* **YOUR OBJECTIVE**:
From the records below, output exactly the lines running from the line containing "self.input.is_empty() && self.output.is_empty()" through the line containing "failed run did.", and no others.

[Entries taken from a collection]
§ §

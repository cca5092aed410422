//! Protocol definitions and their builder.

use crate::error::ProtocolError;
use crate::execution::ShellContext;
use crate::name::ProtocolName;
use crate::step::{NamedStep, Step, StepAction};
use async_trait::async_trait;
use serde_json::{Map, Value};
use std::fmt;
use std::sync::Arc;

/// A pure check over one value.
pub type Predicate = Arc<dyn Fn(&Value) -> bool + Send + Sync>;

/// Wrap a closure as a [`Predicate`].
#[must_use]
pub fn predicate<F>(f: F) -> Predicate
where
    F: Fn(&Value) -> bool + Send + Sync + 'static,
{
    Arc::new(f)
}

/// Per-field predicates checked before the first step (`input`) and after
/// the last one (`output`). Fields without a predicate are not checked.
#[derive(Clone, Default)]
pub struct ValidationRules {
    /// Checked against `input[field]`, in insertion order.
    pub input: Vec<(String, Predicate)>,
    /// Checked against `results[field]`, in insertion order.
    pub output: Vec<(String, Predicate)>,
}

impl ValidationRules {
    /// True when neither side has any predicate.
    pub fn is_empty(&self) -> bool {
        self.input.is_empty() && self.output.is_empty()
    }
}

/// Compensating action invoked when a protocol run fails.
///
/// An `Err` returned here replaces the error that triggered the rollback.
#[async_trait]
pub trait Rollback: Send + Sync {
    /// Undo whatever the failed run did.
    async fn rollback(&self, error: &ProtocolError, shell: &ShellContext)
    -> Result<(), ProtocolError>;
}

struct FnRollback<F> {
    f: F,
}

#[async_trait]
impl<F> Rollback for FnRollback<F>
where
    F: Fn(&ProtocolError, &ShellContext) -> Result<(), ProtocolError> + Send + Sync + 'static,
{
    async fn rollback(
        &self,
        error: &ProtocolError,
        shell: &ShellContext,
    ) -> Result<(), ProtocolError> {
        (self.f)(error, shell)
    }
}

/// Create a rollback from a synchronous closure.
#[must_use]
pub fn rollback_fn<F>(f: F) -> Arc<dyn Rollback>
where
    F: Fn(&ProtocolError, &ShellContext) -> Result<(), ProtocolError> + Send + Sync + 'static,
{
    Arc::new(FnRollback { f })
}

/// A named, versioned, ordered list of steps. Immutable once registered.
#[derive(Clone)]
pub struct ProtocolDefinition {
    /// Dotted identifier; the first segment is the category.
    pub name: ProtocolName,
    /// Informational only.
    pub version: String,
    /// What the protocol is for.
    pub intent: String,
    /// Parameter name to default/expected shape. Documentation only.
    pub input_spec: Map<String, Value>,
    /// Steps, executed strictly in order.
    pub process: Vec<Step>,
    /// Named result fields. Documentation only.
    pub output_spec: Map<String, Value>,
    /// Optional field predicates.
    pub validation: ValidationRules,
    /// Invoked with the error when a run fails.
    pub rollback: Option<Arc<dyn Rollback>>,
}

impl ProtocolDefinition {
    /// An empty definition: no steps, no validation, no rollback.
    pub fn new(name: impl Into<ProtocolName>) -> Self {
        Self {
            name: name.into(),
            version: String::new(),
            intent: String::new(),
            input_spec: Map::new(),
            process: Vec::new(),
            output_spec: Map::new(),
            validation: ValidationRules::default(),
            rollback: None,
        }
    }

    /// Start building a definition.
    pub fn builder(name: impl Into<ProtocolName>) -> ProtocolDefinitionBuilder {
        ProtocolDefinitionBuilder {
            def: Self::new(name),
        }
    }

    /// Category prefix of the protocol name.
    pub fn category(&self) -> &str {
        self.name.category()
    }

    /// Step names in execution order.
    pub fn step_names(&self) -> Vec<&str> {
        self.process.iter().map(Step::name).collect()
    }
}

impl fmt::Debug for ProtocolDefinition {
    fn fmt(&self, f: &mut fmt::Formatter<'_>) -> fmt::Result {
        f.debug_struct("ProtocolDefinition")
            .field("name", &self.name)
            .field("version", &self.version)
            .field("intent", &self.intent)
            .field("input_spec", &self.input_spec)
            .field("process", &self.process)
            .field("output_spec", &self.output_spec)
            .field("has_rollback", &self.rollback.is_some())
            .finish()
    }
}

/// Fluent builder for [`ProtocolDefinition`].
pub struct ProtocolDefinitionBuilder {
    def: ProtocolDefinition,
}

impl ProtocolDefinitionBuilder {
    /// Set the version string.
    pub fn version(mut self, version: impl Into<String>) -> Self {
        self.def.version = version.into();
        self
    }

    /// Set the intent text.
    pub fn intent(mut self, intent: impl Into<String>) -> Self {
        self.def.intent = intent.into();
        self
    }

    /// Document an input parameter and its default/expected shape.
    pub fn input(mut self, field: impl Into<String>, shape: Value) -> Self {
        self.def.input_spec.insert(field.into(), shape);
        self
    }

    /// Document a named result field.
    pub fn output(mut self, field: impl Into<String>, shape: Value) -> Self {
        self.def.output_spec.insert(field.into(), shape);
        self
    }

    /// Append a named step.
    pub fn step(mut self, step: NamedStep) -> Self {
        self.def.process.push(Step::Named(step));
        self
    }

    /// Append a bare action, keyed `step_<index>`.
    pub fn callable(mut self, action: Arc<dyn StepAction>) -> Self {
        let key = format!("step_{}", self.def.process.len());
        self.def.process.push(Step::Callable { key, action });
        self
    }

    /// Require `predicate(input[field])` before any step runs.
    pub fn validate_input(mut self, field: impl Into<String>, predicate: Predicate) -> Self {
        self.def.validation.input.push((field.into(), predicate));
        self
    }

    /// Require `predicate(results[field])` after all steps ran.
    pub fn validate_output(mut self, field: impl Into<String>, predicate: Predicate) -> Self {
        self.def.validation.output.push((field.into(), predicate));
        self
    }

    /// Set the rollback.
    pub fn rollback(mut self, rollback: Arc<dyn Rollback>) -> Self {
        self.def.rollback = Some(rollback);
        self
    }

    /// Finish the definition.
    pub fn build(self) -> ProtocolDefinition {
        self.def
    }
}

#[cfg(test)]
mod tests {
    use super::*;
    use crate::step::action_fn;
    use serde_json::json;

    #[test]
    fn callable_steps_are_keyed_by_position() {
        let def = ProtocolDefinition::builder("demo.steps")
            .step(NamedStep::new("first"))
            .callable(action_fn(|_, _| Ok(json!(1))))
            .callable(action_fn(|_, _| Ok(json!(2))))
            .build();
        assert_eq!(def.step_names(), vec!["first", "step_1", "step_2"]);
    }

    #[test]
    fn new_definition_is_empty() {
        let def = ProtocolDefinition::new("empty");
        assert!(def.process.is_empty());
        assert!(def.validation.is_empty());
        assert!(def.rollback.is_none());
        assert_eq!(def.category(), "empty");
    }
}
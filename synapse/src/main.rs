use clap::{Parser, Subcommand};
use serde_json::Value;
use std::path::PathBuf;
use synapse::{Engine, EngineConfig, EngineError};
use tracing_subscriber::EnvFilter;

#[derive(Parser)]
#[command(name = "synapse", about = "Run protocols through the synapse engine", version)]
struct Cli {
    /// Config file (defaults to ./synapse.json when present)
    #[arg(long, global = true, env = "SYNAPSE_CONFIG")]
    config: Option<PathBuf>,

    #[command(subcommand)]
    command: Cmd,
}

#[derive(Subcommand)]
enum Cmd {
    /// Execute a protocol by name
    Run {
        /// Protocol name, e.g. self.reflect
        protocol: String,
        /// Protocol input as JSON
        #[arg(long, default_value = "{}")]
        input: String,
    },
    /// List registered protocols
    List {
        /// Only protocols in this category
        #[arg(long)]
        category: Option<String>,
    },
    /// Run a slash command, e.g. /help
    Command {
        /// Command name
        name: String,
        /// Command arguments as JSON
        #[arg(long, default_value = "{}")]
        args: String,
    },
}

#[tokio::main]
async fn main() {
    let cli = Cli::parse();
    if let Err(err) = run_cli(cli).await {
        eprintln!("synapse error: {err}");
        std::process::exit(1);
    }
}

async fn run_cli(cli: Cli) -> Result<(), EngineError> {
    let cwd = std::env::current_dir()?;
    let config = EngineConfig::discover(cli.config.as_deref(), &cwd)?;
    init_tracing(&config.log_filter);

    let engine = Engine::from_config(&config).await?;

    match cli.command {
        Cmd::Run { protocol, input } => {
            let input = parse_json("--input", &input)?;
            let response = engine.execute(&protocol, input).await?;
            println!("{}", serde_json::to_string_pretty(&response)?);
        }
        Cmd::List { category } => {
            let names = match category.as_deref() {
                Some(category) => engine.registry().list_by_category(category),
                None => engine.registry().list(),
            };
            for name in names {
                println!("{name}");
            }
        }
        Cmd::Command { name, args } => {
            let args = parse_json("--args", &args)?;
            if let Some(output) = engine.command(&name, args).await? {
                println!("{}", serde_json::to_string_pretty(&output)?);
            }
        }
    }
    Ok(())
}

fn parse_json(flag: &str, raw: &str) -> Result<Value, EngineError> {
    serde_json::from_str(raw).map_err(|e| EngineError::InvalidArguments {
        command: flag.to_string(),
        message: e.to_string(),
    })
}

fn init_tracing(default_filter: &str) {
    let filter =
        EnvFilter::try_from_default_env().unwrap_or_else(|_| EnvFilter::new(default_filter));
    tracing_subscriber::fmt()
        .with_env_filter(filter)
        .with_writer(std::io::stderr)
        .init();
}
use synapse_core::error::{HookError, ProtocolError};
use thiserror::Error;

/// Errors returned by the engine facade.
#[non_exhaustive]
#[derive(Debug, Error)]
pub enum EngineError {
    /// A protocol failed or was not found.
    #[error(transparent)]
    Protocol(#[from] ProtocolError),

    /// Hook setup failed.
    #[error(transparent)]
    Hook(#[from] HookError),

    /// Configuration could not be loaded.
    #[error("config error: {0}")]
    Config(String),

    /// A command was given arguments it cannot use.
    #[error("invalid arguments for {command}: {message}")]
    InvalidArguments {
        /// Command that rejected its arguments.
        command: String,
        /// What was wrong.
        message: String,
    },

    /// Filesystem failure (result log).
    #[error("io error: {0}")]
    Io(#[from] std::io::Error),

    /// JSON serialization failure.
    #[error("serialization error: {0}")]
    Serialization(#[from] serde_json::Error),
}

§ §

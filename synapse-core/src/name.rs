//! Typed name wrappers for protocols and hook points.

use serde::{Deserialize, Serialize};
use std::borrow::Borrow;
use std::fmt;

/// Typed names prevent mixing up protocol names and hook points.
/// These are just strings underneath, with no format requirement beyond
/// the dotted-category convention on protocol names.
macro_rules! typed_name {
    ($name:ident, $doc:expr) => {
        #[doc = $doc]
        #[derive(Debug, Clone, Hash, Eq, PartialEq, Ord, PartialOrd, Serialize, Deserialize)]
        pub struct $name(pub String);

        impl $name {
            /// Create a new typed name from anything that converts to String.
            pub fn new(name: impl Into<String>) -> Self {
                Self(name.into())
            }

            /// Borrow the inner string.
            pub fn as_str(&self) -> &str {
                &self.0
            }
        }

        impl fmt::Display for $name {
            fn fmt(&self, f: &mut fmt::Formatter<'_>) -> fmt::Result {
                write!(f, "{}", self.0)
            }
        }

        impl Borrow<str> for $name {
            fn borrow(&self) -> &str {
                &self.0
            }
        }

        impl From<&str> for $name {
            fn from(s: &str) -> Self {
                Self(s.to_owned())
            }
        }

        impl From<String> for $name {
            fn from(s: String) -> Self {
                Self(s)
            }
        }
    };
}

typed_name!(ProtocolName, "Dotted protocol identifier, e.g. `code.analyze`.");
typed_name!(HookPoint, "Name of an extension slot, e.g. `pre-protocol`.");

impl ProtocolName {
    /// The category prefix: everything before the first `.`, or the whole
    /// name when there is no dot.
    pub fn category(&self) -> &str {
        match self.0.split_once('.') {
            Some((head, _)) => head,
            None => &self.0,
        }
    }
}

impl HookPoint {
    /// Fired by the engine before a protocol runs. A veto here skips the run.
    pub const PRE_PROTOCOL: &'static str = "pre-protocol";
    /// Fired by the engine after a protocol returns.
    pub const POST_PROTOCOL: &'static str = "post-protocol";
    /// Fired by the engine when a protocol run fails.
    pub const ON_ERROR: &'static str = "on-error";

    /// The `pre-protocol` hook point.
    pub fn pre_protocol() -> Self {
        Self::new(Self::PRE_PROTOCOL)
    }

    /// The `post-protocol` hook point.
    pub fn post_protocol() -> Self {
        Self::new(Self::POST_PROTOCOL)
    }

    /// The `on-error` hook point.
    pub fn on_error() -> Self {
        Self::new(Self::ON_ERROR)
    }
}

§ §

* **WORKED SOLUTION**:
        self.input.is_empty() && self.output.is_empty()
    }
}

/// Compensating action invoked when a protocol run fails.
///
/// An `Err` returned here replaces the error that triggered the rollback.
#[async_trait]
pub trait Rollback: Send + Sync {
    /// Undo whatever the failed run did.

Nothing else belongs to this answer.